BRIEF
Each line from the opening of the records that follow to the line with "use uuid::Uuid;" needs to be written out exactly. Add nothing.

Segment Start: INFORMATION SHOWN

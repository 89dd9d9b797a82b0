mod common;

use axum::{routing::get, Json, Router};
use serde_json::json;
use std::sync::atomic::{AtomicUsize, Ordering};
use std::sync::Arc;
use tokio_test::assert_ok;
use uuid::Uuid;

use common::{candidate_session, hooks_for, session_with_role, spawn_backend};
use placement_client::hooks::QueryStatus;
use placement_client::models::{CandidateProfile, NewTask, NotificationSettings, TaskStatus};
use placement_client::session::Role;

fn counting_tasks_backend(hits: Arc<AtomicUsize>) -> Router {
    Router::new()
        .route(
            "/applications/:id/tasks",
            get(move || {
                let hits = hits.clone();
                async move {
                    hits.fetch_add(1, Ordering::SeqCst);
                    Json(json!({
                        "status_code": 200,
                        "data": [{"title": "Upload documents", "status": "todo"}]
                    }))
                }
            })
            .post(|Json(body): Json<serde_json::Value>| async move {
                Json(json!({
                    "status_code": 201,
                    "data": {"title": body["title"], "status": "todo"}
                }))
            }),
        )
        .route(
            "/tasks/:id",
            axum::routing::patch(|| async { Json(json!({"status_code": 500, "message": "Task is locked"})) }),
        )
}

#[tokio::test]
async fn test_query_is_cached_until_mutation_invalidates() {
    let hits = Arc::new(AtomicUsize::new(0));
    let addr = spawn_backend(counting_tasks_backend(hits.clone())).await;
    let hooks = hooks_for(addr, Some(candidate_session()));
    let application = Uuid::new_v4();

    let first = hooks.candidate_tasks(Some(application)).await;
    assert_eq!(first.status, QueryStatus::Success);
    assert_eq!(first.data.unwrap().len(), 1);

    let _ = hooks.candidate_tasks(Some(application)).await;
    assert_eq!(hits.load(Ordering::SeqCst), 1);

    let task = NewTask {
        title: "Sign contract".to_string(),
        description: None,
        due_date: None,
    };
    let created = assert_ok!(hooks.create_task(application, &task).await);
    assert_eq!(created.title, "Sign contract");

    let _ = hooks.candidate_tasks(Some(application)).await;
    assert_eq!(hits.load(Ordering::SeqCst), 2);
}

#[tokio::test]
async fn test_failed_mutation_keeps_cache_fresh() {
    let hits = Arc::new(AtomicUsize::new(0));
    let addr = spawn_backend(counting_tasks_backend(hits.clone())).await;
    let hooks = hooks_for(addr, Some(candidate_session()));
    let application = Uuid::new_v4();

    let _ = hooks.candidate_tasks(Some(application)).await;

    let err = hooks
        .update_task_status(application, Uuid::new_v4(), TaskStatus::Done)
        .await
        .unwrap_err();
    assert_eq!(err.message(), "Task is locked");

    let _ = hooks.candidate_tasks(Some(application)).await;
    assert_eq!(hits.load(Ordering::SeqCst), 1);
}

#[tokio::test]
async fn test_disabled_query_makes_no_call() {
    let hits = Arc::new(AtomicUsize::new(0));
    let addr = spawn_backend(counting_tasks_backend(hits.clone())).await;
    let hooks = hooks_for(addr, None);

    let state = hooks.candidate_tasks(None).await;
    assert_eq!(state.status, QueryStatus::Idle);
    assert!(state.data.is_none());

    let selected = hooks.selected_candidate_tasks().await;
    assert_eq!(selected.status, QueryStatus::Idle);

    // Signed out: notifications need a user
    let notifications = hooks.notifications().await;
    assert_eq!(notifications.status, QueryStatus::Idle);

    assert_eq!(hits.load(Ordering::SeqCst), 0);
}

#[tokio::test]
async fn test_query_error_is_reported_in_state() {
    let app = Router::new().route(
        "/notifications",
        get(|| async { Json(json!({"status_code": 503, "message": "Maintenance"})) }),
    );
    let addr = spawn_backend(app).await;
    let hooks = hooks_for(addr, Some(candidate_session()));

    let state = hooks.notifications().await;
    assert_eq!(state.status, QueryStatus::Error);
    assert_eq!(state.error.as_deref(), Some("Maintenance"));

    let count = hooks.unread_notification_count().await;
    assert_eq!(count.status, QueryStatus::Error);
}

#[tokio::test]
async fn test_mark_read_refreshes_unread_count() {
    let read = Arc::new(AtomicUsize::new(0));
    let listing = read.clone();
    let app = Router::new()
        .route(
            "/notifications",
            get(move || {
                let read = listing.clone();
                async move {
                    let is_read = read.load(Ordering::SeqCst) > 0;
                    Json(json!({
                        "status_code": 200,
                        "data": [{"title": "Offer received", "read": is_read}]
                    }))
                }
            }),
        )
        .route(
            "/notifications/:id/read",
            axum::routing::patch(move || {
                let read = read.clone();
                async move {
                    read.fetch_add(1, Ordering::SeqCst);
                    Json(json!({"status_code": 200}))
                }
            }),
        );
    let addr = spawn_backend(app).await;
    let hooks = hooks_for(addr, Some(candidate_session()));

    assert_eq!(hooks.unread_notification_count().await.data, Some(1));
    assert_ok!(hooks.mark_notification_read(Uuid::new_v4()).await);
    assert_eq!(hooks.unread_notification_count().await.data, Some(0));
}

#[tokio::test]
async fn test_selection_drives_scoped_queries() {
    let app = Router::new().route(
        "/internships/:id",
        get(|| async { Json(json!({"status_code": 200, "data": {"title": "Data intern"}})) }),
    );
    let addr = spawn_backend(app).await;
    let hooks = hooks_for(addr, None);

    assert_eq!(hooks.selected_internship().await.status, QueryStatus::Idle);

    hooks.selection().select_internship(Some(Uuid::new_v4()));
    let state = hooks.selected_internship().await;
    assert_eq!(state.status, QueryStatus::Success);
    assert_eq!(state.data.unwrap().title, "Data intern");
}

#[tokio::test]
async fn test_updates_fall_back_to_submitted_value_without_data() {
    let app = Router::new()
        .route(
            "/settings/notifications",
            axum::routing::patch(|| async { Json(json!({"status_code": 200, "data": null})) }),
        )
        .route(
            "/candidates/:id",
            axum::routing::put(|| async { Json(json!({"status_code": 200, "message": "Saved"})) }),
        );
    let addr = spawn_backend(app).await;
    let hooks = hooks_for(addr, Some(candidate_session()));

    let settings = NotificationSettings {
        push_enabled: false,
        marketing: true,
        ..NotificationSettings::default()
    };
    let saved = assert_ok!(hooks.update_notification_settings(&settings).await);
    assert_eq!(saved, settings);

    let candidate = Uuid::new_v4();
    let profile = CandidateProfile {
        id: candidate,
        full_name: "Ana Candidate".to_string(),
        skills: vec!["rust".to_string()],
        ..CandidateProfile::default()
    };
    let updated = assert_ok!(hooks.update_profile(candidate, &profile).await);
    assert_eq!(updated, profile);
}

fn dashboards_backend(hits: Arc<AtomicUsize>) -> Router {
    let unit_hits = hits.clone();
    Router::new()
        .route(
            "/dashboard/candidate/:id",
            get(move || {
                let hits = hits.clone();
                async move {
                    hits.fetch_add(1, Ordering::SeqCst);
                    Json(json!({"status_code": 200, "data": {"total_applications": 3, "offers": 1}}))
                }
            }),
        )
        .route(
            "/dashboard/unit/:id",
            get(move || {
                let hits = unit_hits.clone();
                async move {
                    hits.fetch_add(1, Ordering::SeqCst);
                    Json(json!({"status_code": 200, "data": {"open_internships": 2, "hired": 4}}))
                }
            }),
        )
}

#[tokio::test]
async fn test_dashboards_are_gated_by_role() {
    let hits = Arc::new(AtomicUsize::new(0));
    let addr = spawn_backend(dashboards_backend(hits.clone())).await;

    let unit = hooks_for(addr, Some(session_with_role(Role::Unit)));
    assert_eq!(unit.candidate_dashboard().await.status, QueryStatus::Idle);
    let dashboard = unit.unit_dashboard().await;
    assert_eq!(dashboard.status, QueryStatus::Success);
    assert_eq!(dashboard.data.unwrap().hired, 4);
    assert_eq!(hits.load(Ordering::SeqCst), 1);

    let candidate = hooks_for(addr, Some(candidate_session()));
    assert_eq!(candidate.unit_dashboard().await.status, QueryStatus::Idle);
    let dashboard = candidate.candidate_dashboard().await;
    assert_eq!(dashboard.data.unwrap().total_applications, 3);
    assert_eq!(hits.load(Ordering::SeqCst), 2);

    let admin = hooks_for(addr, Some(session_with_role(Role::Admin)));
    assert_eq!(admin.candidate_dashboard().await.status, QueryStatus::Idle);
    assert_eq!(admin.unit_dashboard().await.status, QueryStatus::Idle);

    let signed_out = hooks_for(addr, None);
    assert_eq!(signed_out.candidate_dashboard().await.status, QueryStatus::Idle);
    assert_eq!(hits.load(Ordering::SeqCst), 2);
}

#[tokio::test]
async fn test_sign_out_drops_cache_and_selection() {
    let hits = Arc::new(AtomicUsize::new(0));
    let addr = spawn_backend(counting_tasks_backend(hits.clone())).await;
    let hooks = hooks_for(addr, Some(candidate_session()));
    let application = Uuid::new_v4();

    hooks.selection().select_internship(Some(Uuid::new_v4()));
    hooks.selection().select_application(Some(application));
    let _ = hooks.selected_candidate_tasks().await;
    assert!(!hooks.cache().is_empty().await);

    hooks.sign_out().await;

    assert!(hooks.session().current().is_none());
    assert_eq!(hooks.selection().current(), Default::default());
    assert!(hooks.cache().is_empty().await);

    // Same user again: nothing is served from before the sign-out
    let _ = hooks.candidate_tasks(Some(application)).await;
    assert_eq!(hits.load(Ordering::SeqCst), 2);
}

#[tokio::test]
async fn test_watched_notifications_settle_after_loading() {
    let app = Router::new().route(
        "/notifications",
        get(|| async {
            Json(json!({"status_code": 200, "data": {"notifications": [{"title": "Interview", "read": false}]}}))
        }),
    );
    let addr = spawn_backend(app).await;
    let hooks = hooks_for(addr, Some(candidate_session()));

    let mut receiver = hooks.watch_notifications();
    let settled = receiver
        .wait_for(|state| !state.is_loading())
        .await
        .unwrap()
        .clone();
    assert_eq!(settled.status, QueryStatus::Success);
    assert_eq!(settled.data.unwrap()[0].title, "Interview");

    // The background fetch filled the cache for the plain query too
    assert_eq!(hooks.unread_notification_count().await.data, Some(1));

    let signed_out = hooks_for(addr, None);
    let receiver = signed_out.watch_notifications();
    assert_eq!(receiver.borrow().status, QueryStatus::Idle);
}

Segment End: INFORMATION SHOWN

PROBLEM SOLUTION
repository 89dd9d9b797a82b0
mod common;

use axum::{routing::get, Json, Router};
use serde_json::json;
use std::sync::atomic::{AtomicUsize, Ordering};
use std::sync::Arc;
use tokio_test::assert_ok;
use uuid::Uuid;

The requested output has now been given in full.